The pavement ended not far outside town, when we turned off the main road. The rest of the 2.5 hour trip was made on a rock and dirt road that slithered along the long green slopes of the undulating mountains, about half-way between the gullies below and the rocky peaks above.

Most stretches of the road are only a sliver of leveled ground, made flat by stacked-rock walls on the downhill side and compacted dirt and rocks beneath the tires. (The tires, by the way, have life-spans of months here, not years.)

Our first stop was Moeketsane Clinic, a rural medical outpost where we stopped to see if there were any referrals to TTL. This day, there weren’t.

Our next stop was in a small gathering of rondavals, or small round stone structures with thatched roofs, where one of TTL’s young clients lives with his family. We were there to deliver “plumpy nut,” or a peanut-buttery superfood for hungry babies.

After we measured the little boy’s height, weight and MUAC, or middle upper-arm circumference – three numbers that can be used to assess health and nourishment based on age – we walked back to where the TTL car was parked to give his grandmother (and primary caregiver) the “plumpino.”

It was then that the woman told us there was another sick baby, just a few rondavals away, who was also being taken care of by her grandmother. The tiny girl was not already a TTL client, so we decided to go check her health.

Shortly after walking into the dark, smoke-scented rondaval, we knew she needed our help. At two-and-a-half years old, little Selloane was only 6.7 kg, or just under 15 lbs. For her height and gender, that meant she was severely underweight. Seeing her spindly arms and legs was an emotional sight.

Selloane’s yellow Bukana, or health booklet, showed the local clinic had suggested she be taken to the hospital a week or two prior, but the grandmother said transportation could not be arranged or afforded. (It was slightly frustrating that the clinic hadn’t referred Selloane to TTL.)

Selloane’s mother was gone, working somewhere in Maseru, and the grandparents did not know the mother’s HIV status. Little Selloane had never been tested.

Kirsten and I conferred quickly with Matello, our lead outreach worker, and we all came to the same conclusion: The child should be taken to the hospital immediately – by us.

After discussing this with the grandmother, we headed off to meet three other TTL clients and their mothers back at the clinic, where we distributed some more food and formula. Selloane’s grandmother prepared herself for the long trip to Mokhotlong, then walked with her granddaughter to meet us at the clinic.

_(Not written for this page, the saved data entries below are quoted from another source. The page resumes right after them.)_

//! Error and event reporting sink.
//!
//! The main loop reports every failed iteration and notable events here.
//! Reporting never fails and never blocks the loop on network I/O.

use alloy::primitives::Address;
use async_trait::async_trait;
use parking_lot::Mutex;
use serde::Serialize;
use std::collections::HashMap;
use std::sync::Arc;
use std::time::{Duration, Instant};
use tracing::{error, info, warn};

const WEBHOOK_HTTP_TIMEOUT_SECS: u64 = 5;

/// Default interval between two webhook posts with the same key.
pub const DEFAULT_REPORT_COOLDOWN: Duration = Duration::from_secs(60);

/// Observability sink for the agent.
#[async_trait]
pub trait ErrorReporter: Send + Sync {
    async fn report_error(&self, error: &anyhow::Error);

    async fn report_message(&self, message: &str);
}

/// Reports through `tracing` only.
#[derive(Debug, Default, Clone, Copy)]
pub struct TracingReporter;

#[async_trait]
impl ErrorReporter for TracingReporter {
    async fn report_error(&self, error: &anyhow::Error) {
        error!(error = format!("{error:#}"), "Liquidator iteration failed");
    }

    async fn report_message(&self, message: &str) {
        info!(message, "Liquidator event");
    }
}

#[derive(Debug, Clone, Serialize)]
#[serde(tag = "kind", rename_all = "snake_case")]
enum ReportEvent<'a> {
    Error { message: String },
    Message { message: &'a str },
}

/// Logs like [`TracingReporter`] and additionally posts each event to a
/// webhook, rate limited per event key.
#[derive(Debug)]
pub struct WebhookReporter {
    url: String,
    cooldown: Duration,
    account: Option<Address>,
    last: Mutex<HashMap<String, Instant>>,
    client: reqwest::Client,
}

impl WebhookReporter {
    pub fn new(url: impl Into<String>, cooldown: Duration, account: Option<Address>) -> Self {
        let timeout = Duration::from_secs(WEBHOOK_HTTP_TIMEOUT_SECS);
        let client = reqwest::Client::builder()
            .timeout(timeout)
            .build()
            .unwrap_or_else(|e| {
                warn!(error = %e, "Failed to build webhook client with timeout, using default");
                reqwest::Client::new()
            });

        Self {
            url: url.into(),
            cooldown,
            account,
            last: Mutex::new(HashMap::new()),
            client,
        }
    }

    fn should_send(&self, key: &str) -> bool {
        self.should_send_at(key, Instant::now())
    }

    /// Keys whose cooldown has expired are dropped, so the map only holds
    /// keys sent within the last `cooldown`.
    fn should_send_at(&self, key: &str, now: Instant) -> bool {
        let mut last = self.last.lock();
        last.retain(|_, sent| now.saturating_duration_since(*sent) < self.cooldown);
        if last.contains_key(key) {
            return false;
        }
        last.insert(key.to_string(), now);
        true
    }

    fn post(&self, key: String, event: ReportEvent<'_>) {
        if !self.should_send(&key) {
            return;
        }

        let payload = serde_json::json!({
            "ts": chrono::Utc::now().timestamp(),
            "account": self.account,
            "event": event,
        });
        let client = self.client.clone();
        let url = self.url.clone();

        // fire-and-forget
        tokio::spawn(async move {
            if let Err(e) = client.post(&url).json(&payload).send().await {
                warn!(error = %e, "Failed to post report to webhook");
            }
        });
    }
}

#[async_trait]
impl ErrorReporter for WebhookReporter {
    async fn report_error(&self, error: &anyhow::Error) {
        TracingReporter.report_error(error).await;
        let message = format!("{error:#}");
        let key = format!("error:{}", error);
        self.post(key, ReportEvent::Error { message });
    }

    async fn report_message(&self, message: &str) {
        TracingReporter.report_message(message).await;
        self.post(format!("msg:{message}"), ReportEvent::Message { message });
    }
}

/// Webhook reporter when WATCHDOG_WEBHOOK is set, tracing otherwise.
pub fn reporter_from_env(cooldown: Duration, account: Option<Address>) -> Arc<dyn ErrorReporter> {
    match std::env::var("WATCHDOG_WEBHOOK") {
        Ok(url) if !url.trim().is_empty() => {
            info!("Reporting errors to webhook");
            Arc::new(WebhookReporter::new(url, cooldown, account))
        }
        _ => Arc::new(TracingReporter),
    }
}
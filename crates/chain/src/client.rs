//! Capability interfaces the liquidator consumes from the ledger.
//!
//! Queries are side-effect free and may be called at any time. Account
//! actions always operate on the liquidator's own account and must be
//! awaited one at a time: each action changes the state the next one is
//! computed from.

use alloy::primitives::{Address, B256};
use async_trait::async_trait;

use crate::error::LedgerResult;
use crate::model::{Account, GroupSnapshot};

/// Read access to protocol state.
#[async_trait]
pub trait LedgerQuery: Send + Sync {
    /// Fetch all banks with their current oracle prices.
    async fn load_group(&self) -> LedgerResult<GroupSnapshot>;

    /// Fetch the latest state of one account.
    async fn load_account(&self, address: Address) -> LedgerResult<Account>;

    /// Fetch every account of the group.
    async fn all_accounts(&self) -> LedgerResult<Vec<Account>>;
}

/// Mutating actions on the liquidator's own account.
///
/// Amounts are UI units of the bank's token. Every call returns the
/// transaction signature once the action landed.
#[async_trait]
pub trait AccountActions: Send + Sync {
    /// Address of the account these actions mutate.
    fn account_address(&self) -> Address;

    async fn deposit(&self, amount: f64, bank: Address) -> LedgerResult<B256>;

    async fn withdraw(&self, amount: f64, bank: Address, withdraw_all: bool) -> LedgerResult<B256>;

    async fn repay(&self, amount: f64, bank: Address, repay_all: bool) -> LedgerResult<B256>;

    async fn borrow(&self, amount: f64, bank: Address) -> LedgerResult<B256>;

    async fn liquidate(
        &self,
        target: Address,
        asset_bank: Address,
        asset_amount: f64,
        liability_bank: Address,
    ) -> LedgerResult<B256>;
}

/// How much of the native fee currency to hold back when reporting a
/// spendable balance.
#[derive(Debug, Clone, Copy, PartialEq, Eq)]
pub enum NativeReserve {
    /// Keep the full configured fee buffer
    Full,
    /// Keep half the buffer (reading tokens just bought)
    Half,
}

impl NativeReserve {
    /// Part of a native `balance` left after holding back this share of
    /// `buffer`. Never negative.
    pub fn spendable(self, balance: f64, buffer: f64) -> f64 {
        let held_back = match self {
            Self::Full => buffer,
            Self::Half => buffer / 2.0,
        };
        (balance - held_back).max(0.0)
    }
}

/// Token balances of the liquidator's wallet, outside the lending account.
#[async_trait]
pub trait TokenWallet: Send + Sync {
    /// Wallet owner.
    fn owner(&self) -> Address;

    /// UI balance of `mint`. Missing token accounts read as zero.
    async fn token_balance(&self, mint: Address) -> LedgerResult<f64>;
}
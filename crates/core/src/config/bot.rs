//! Configuration management with profile support.
//!
//! Provides the agent's runtime parameters with support for different
//! profiles (testing, production), TOML files and environment overrides.

use alloy::primitives::Address;
use anyhow::{bail, Context, Result};
use serde::{Deserialize, Serialize};
use std::time::Duration;

/// Main configuration structure containing all agent parameters.
#[derive(Debug, Clone, Serialize, Deserialize)]
pub struct BotConfig {
    /// Profile name (for logging/identification)
    #[serde(default = "default_profile_name")]
    pub profile: String,

    /// Loop timing and liquidation thresholds
    #[serde(default)]
    pub liquidator: LiquidatorSettings,

    /// Candidate account filtering
    #[serde(default)]
    pub accounts: AccountListConfig,

    /// Reference and native currencies
    #[serde(default)]
    pub assets: AssetsConfig,

    /// Bank metadata source
    #[serde(default)]
    pub metadata: MetadataConfig,
}

fn default_profile_name() -> String {
    "default".to_string()
}

/// Loop timing and liquidation thresholds.
#[derive(Debug, Clone, Serialize, Deserialize)]
pub struct LiquidatorSettings {
    /// Pause between idle scans (milliseconds)
    #[serde(default = "default_sleep_interval")]
    pub sleep_interval_ms: u64,

    /// Smallest liability or seize value worth liquidating (USD)
    #[serde(default = "default_min_liquidation_amount")]
    pub min_liquidation_amount_usd: f64,

    /// Ignore balances in isolated banks when picking targets
    #[serde(default)]
    pub exclude_isolated_banks: bool,

    /// Slippage tolerance for rebalancing swaps (basis points)
    #[serde(default = "default_swap_slippage")]
    pub swap_slippage_bps: u16,

    /// Native token kept in the wallet for fees (UI units)
    #[serde(default = "default_min_native_balance")]
    pub min_native_balance: f64,
}

fn default_sleep_interval() -> u64 {
    5_000
}
fn default_min_liquidation_amount() -> f64 {
    1.0
}
fn default_swap_slippage() -> u16 {
    10_000
}
fn default_min_native_balance() -> f64 {
    0.05
}

impl Default for LiquidatorSettings {
    fn default() -> Self {
        Self {
            sleep_interval_ms: default_sleep_interval(),
            min_liquidation_amount_usd: default_min_liquidation_amount(),
            exclude_isolated_banks: false,
            swap_slippage_bps: default_swap_slippage(),
            min_native_balance: default_min_native_balance(),
        }
    }
}

impl LiquidatorSettings {
    pub fn sleep_interval(&self) -> Duration {
        Duration::from_millis(self.sleep_interval_ms)
    }
}

/// Allow-list and deny-list for candidate accounts.
#[derive(Debug, Clone, Default, Serialize, Deserialize)]
pub struct AccountListConfig {
    /// Only these accounts are considered (takes precedence)
    #[serde(default)]
    pub whitelist: Option<Vec<Address>>,

    /// These accounts are never considered
    #[serde(default)]
    pub blacklist: Option<Vec<Address>>,
}

/// Currencies the agent treats specially.
#[derive(Debug, Clone, Default, Serialize, Deserialize)]
pub struct AssetsConfig {
    /// Mint everything is converted into
    #[serde(default)]
    pub reference_mint: Address,

    /// Native fee currency, never swept and subject to the fee reserve
    #[serde(default)]
    pub native_mint: Option<Address>,
}

/// Bank metadata source and refresh cadence.
#[derive(Debug, Clone, Serialize, Deserialize)]
pub struct MetadataConfig {
    #[serde(default)]
    pub url: Option<String>,

    #[serde(default = "default_refresh_interval")]
    pub refresh_interval_secs: u64,
}

fn default_refresh_interval() -> u64 {
    600
}

impl Default for MetadataConfig {
    fn default() -> Self {
        Self {
            url: None,
            refresh_interval_secs: default_refresh_interval(),
        }
    }
}

impl MetadataConfig {
    pub fn refresh_interval(&self) -> Duration {
        Duration::from_secs(self.refresh_interval_secs)
    }
}

impl Default for BotConfig {
    fn default() -> Self {
        Self {
            profile: default_profile_name(),
            liquidator: LiquidatorSettings::default(),
            accounts: AccountListConfig::default(),
            assets: AssetsConfig::default(),
            metadata: MetadataConfig::default(),
        }
    }
}

impl BotConfig {
    /// Load configuration from a TOML file.
    pub fn from_file(path: &str) -> Result<Self> {
        let content = std::fs::read_to_string(path)
            .with_context(|| format!("Failed to read config file {path}"))?;
        let config: Self = toml::from_str(&content)
            .with_context(|| format!("Failed to parse config file {path}"))?;
        Ok(config)
    }

    /// Create a testing profile: fast loop, no minimum size.
    pub fn testing() -> Self {
        Self {
            profile: "testing".to_string(),
            liquidator: LiquidatorSettings {
                sleep_interval_ms: 1_000,
                min_liquidation_amount_usd: 0.0001, // allow dust targets
                exclude_isolated_banks: false,
                swap_slippage_bps: default_swap_slippage(),
                min_native_balance: 0.01,
            },
            metadata: MetadataConfig {
                url: None,
                refresh_interval_secs: 60,
            },
            ..Default::default()
        }
    }

    /// Create a production profile with conservative settings.
    pub fn production() -> Self {
        Self {
            profile: "production".to_string(),
            liquidator: LiquidatorSettings {
                sleep_interval_ms: 10_000,
                min_liquidation_amount_usd: 5.0,
                exclude_isolated_banks: true,
                swap_slippage_bps: 100, // 1%
                min_native_balance: 0.1,
            },
            ..Default::default()
        }
    }

    /// Get profile from environment variable BOT_PROFILE, or default.
    /// Supported values: testing, production
    pub fn from_profile_env() -> Self {
        let profile = std::env::var("BOT_PROFILE").unwrap_or_else(|_| "default".to_string());
        match profile.to_lowercase().as_str() {
            "testing" | "test" => Self::testing(),
            "production" | "prod" => Self::production(),
            _ => Self::default(),
        }
    }

    /// Resolve the effective configuration: the TOML file named by
    /// LIQUIDATOR_CONFIG (or the BOT_PROFILE profile), then environment
    /// overrides, then validation.
    pub fn from_env() -> Result<Self> {
        let mut config = match std::env::var("LIQUIDATOR_CONFIG") {
            Ok(path) => Self::from_file(&path)?,
            Err(_) => Self::from_profile_env(),
        };
        config.apply_overrides(|key| std::env::var(key).ok())?;
        config.validate()?;
        Ok(config)
    }

    /// Apply overrides read through `lookup` (environment variable names).
    pub fn apply_overrides<F>(&mut self, lookup: F) -> Result<()>
    where
        F: Fn(&str) -> Option<String>,
    {
        let get = |key: &str| lookup(key).filter(|v| !v.trim().is_empty());

        if let Some(v) = get("SLEEP_INTERVAL") {
            self.liquidator.sleep_interval_ms = parse_var("SLEEP_INTERVAL", &v)?;
        }
        if let Some(v) = get("MIN_LIQUIDATION_AMOUNT_USD_UI") {
            self.liquidator.min_liquidation_amount_usd = parse_var("MIN_LIQUIDATION_AMOUNT_USD_UI", &v)?;
        }
        if let Some(v) = get("EXCLUDE_ISOLATED_BANKS") {
            self.liquidator.exclude_isolated_banks = parse_var("EXCLUDE_ISOLATED_BANKS", &v)?;
        }
        if let Some(v) = get("MIN_SOL_BALANCE") {
            self.liquidator.min_native_balance = parse_var("MIN_SOL_BALANCE", &v)?;
        }
        if let Some(v) = get("ACCOUNT_WHITELIST") {
            self.accounts.whitelist = Some(parse_address_list("ACCOUNT_WHITELIST", &v)?);
        }
        if let Some(v) = get("ACCOUNT_BLACKLIST") {
            self.accounts.blacklist = Some(parse_address_list("ACCOUNT_BLACKLIST", &v)?);
        }
        if let Some(v) = get("REFERENCE_MINT") {
            self.assets.reference_mint = parse_var("REFERENCE_MINT", &v)?;
        }
        if let Some(v) = get("NATIVE_MINT") {
            self.assets.native_mint = Some(parse_var("NATIVE_MINT", &v)?);
        }
        if let Some(v) = get("BANK_METADATA_URL") {
            self.metadata.url = Some(v);
        }
        Ok(())
    }

    /// Reject configurations the agent cannot run with.
    pub fn validate(&self) -> Result<()> {
        if self.assets.reference_mint.is_zero() {
            bail!("reference mint is not configured (set REFERENCE_MINT)");
        }
        if !self.liquidator.min_liquidation_amount_usd.is_finite()
            || self.liquidator.min_liquidation_amount_usd < 0.0
        {
            bail!(
                "invalid minimum liquidation amount {}",
                self.liquidator.min_liquidation_amount_usd
            );
        }
        if self.liquidator.min_native_balance < 0.0 {
            bail!("invalid native fee reserve {}", self.liquidator.min_native_balance);
        }
        if self.accounts.whitelist.is_some() && self.accounts.blacklist.is_some() {
            tracing::warn!("Both account whitelist and blacklist are set, whitelist takes precedence");
        }
        Ok(())
    }

    /// Log the current configuration.
    pub fn log_config(&self) {
        tracing::info!(profile = %self.profile, "Bot configuration loaded");
        tracing::info!(
            sleep_interval_ms = self.liquidator.sleep_interval_ms,
            min_liquidation_usd = self.liquidator.min_liquidation_amount_usd,
            exclude_isolated = self.liquidator.exclude_isolated_banks,
            slippage_bps = self.liquidator.swap_slippage_bps,
            min_native_balance = self.liquidator.min_native_balance,
            "Liquidator parameters"
        );
        tracing::info!(
            reference_mint = %self.assets.reference_mint,
            native_mint = ?self.assets.native_mint,
            "Assets"
        );
        tracing::info!(
            whitelist = ?self.accounts.whitelist.as_ref().map(Vec::len),
            blacklist = ?self.accounts.blacklist.as_ref().map(Vec::len),
            "Account filters"
        );
        tracing::info!(
            url = ?self.metadata.url,
            refresh_secs = self.metadata.refresh_interval_secs,
            "Bank metadata"
        );
    }
}

fn parse_var<T>(key: &str, value: &str) -> Result<T>
where
    T: std::str::FromStr,
    T::Err: std::fmt::Display,
{
    value
        .trim()
        .parse()
        .map_err(|e| anyhow::anyhow!("invalid {key}={value}: {e}"))
}

fn parse_address_list(key: &str, value: &str) -> Result<Vec<Address>> {
    value
        .split(',')
        .map(str::trim)
        .filter(|s| !s.is_empty())
        .map(|s| parse_var(key, s))
        .collect()
}

#[cfg(test)]
mod tests {
    use super::*;
    use std::collections::HashMap;

    const USDC: &str = "0xa1a1a1a1a1a1a1a1a1a1a1a1a1a1a1a1a1a1a1a1";

    fn lookup(vars: &[(&str, &str)]) -> impl Fn(&str) -> Option<String> {
        let map: HashMap<String, String> = vars
            .iter()
            .map(|(k, v)| (k.to_string(), v.to_string()))
            .collect();
        move |key| map.get(key).cloned()
    }

    #[test]
    fn test_default_config() {
        let config = BotConfig::default();
        assert_eq!(config.liquidator.sleep_interval(), Duration::from_secs(5));
        assert_eq!(config.liquidator.min_liquidation_amount_usd, 1.0);
        assert_eq!(config.liquidator.swap_slippage_bps, 10_000);
        assert_eq!(config.metadata.refresh_interval(), Duration::from_secs(600));
        assert!(!config.liquidator.exclude_isolated_banks);
    }

    #[test]
    fn test_profiles() {
        let testing = BotConfig::testing();
        assert_eq!(testing.profile, "testing");
        assert!(testing.liquidator.min_liquidation_amount_usd < 0.01);

        let production = BotConfig::production();
        assert_eq!(production.profile, "production");
        assert!(production.liquidator.exclude_isolated_banks);
    }

    #[test]
    fn test_env_overrides() {
        let mut config = BotConfig::default();
        config
            .apply_overrides(lookup(&[
                ("SLEEP_INTERVAL", "250"),
                ("MIN_LIQUIDATION_AMOUNT_USD_UI", "2.5"),
                ("EXCLUDE_ISOLATED_BANKS", "true"),
                ("REFERENCE_MINT", USDC),
                (
                    "ACCOUNT_WHITELIST",
                    "0x0101010101010101010101010101010101010101, 0x0202020202020202020202020202020202020202",
                ),
                ("ACCOUNT_BLACKLIST", ""),
            ]))
            .unwrap();

        assert_eq!(config.liquidator.sleep_interval_ms, 250);
        assert_eq!(config.liquidator.min_liquidation_amount_usd, 2.5);
        assert!(config.liquidator.exclude_isolated_banks);
        assert_eq!(config.assets.reference_mint, Address::repeat_byte(0xa1));
        assert_eq!(config.accounts.whitelist.as_ref().map(Vec::len), Some(2));
        assert!(config.accounts.blacklist.is_none());
        config.validate().unwrap();
    }

    #[test]
    fn test_invalid_override_is_rejected() {
        let mut config = BotConfig::default();
        let err = config
            .apply_overrides(lookup(&[("SLEEP_INTERVAL", "soon")]))
            .unwrap_err();
        assert!(err.to_string().contains("SLEEP_INTERVAL"));
    }

    #[test]
    fn test_validate_requires_reference_mint() {
        assert!(BotConfig::default().validate().is_err());
    }

    #[test]
    fn test_toml_file_format() {
        let toml_str = format!(
            r#"
            profile = "paper"

            [liquidator]
            sleep_interval_ms = 2000

            [assets]
            reference_mint = "{USDC}"

            [accounts]
            blacklist = ["0x0303030303030303030303030303030303030303"]
            "#
        );
        let config: BotConfig = toml::from_str(&toml_str).unwrap();
        assert_eq!(config.profile, "paper");
        assert_eq!(config.liquidator.sleep_interval_ms, 2000);
        assert_eq!(config.liquidator.min_native_balance, 0.05);
        assert_eq!(config.accounts.blacklist.as_ref().map(Vec::len), Some(1));
        config.validate().unwrap();
    }
}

Not long after, we were all in the TTL car together. Little Selloane cried at first, then got tired and slept wrapped in a traditional blanket in her grandmother’s lap. She occasionally woke again during some of the roughest parts of the road, and cried in an unsteady pattern of labored moans.

Last night, both Selloane and her grandmother stayed the night at the Mokhotlong hospital, which is next door to TTL.

I’m not sure how long their stay there will be. But it wouldn’t have happened without TTL picking up the hospital and transport bills.

Perhaps equally important, little Selloane will now be a TTL client. Next time an outreach team finds her, it will be for a planned check up, and we’ll likely have food or other resources in hand to give her grandmother.

Selloane will also be tested for HIV, so we’ll know her status and can design a contact plan with it in mind.

This is TTL’s work firsthand. What if we hadn’t found her?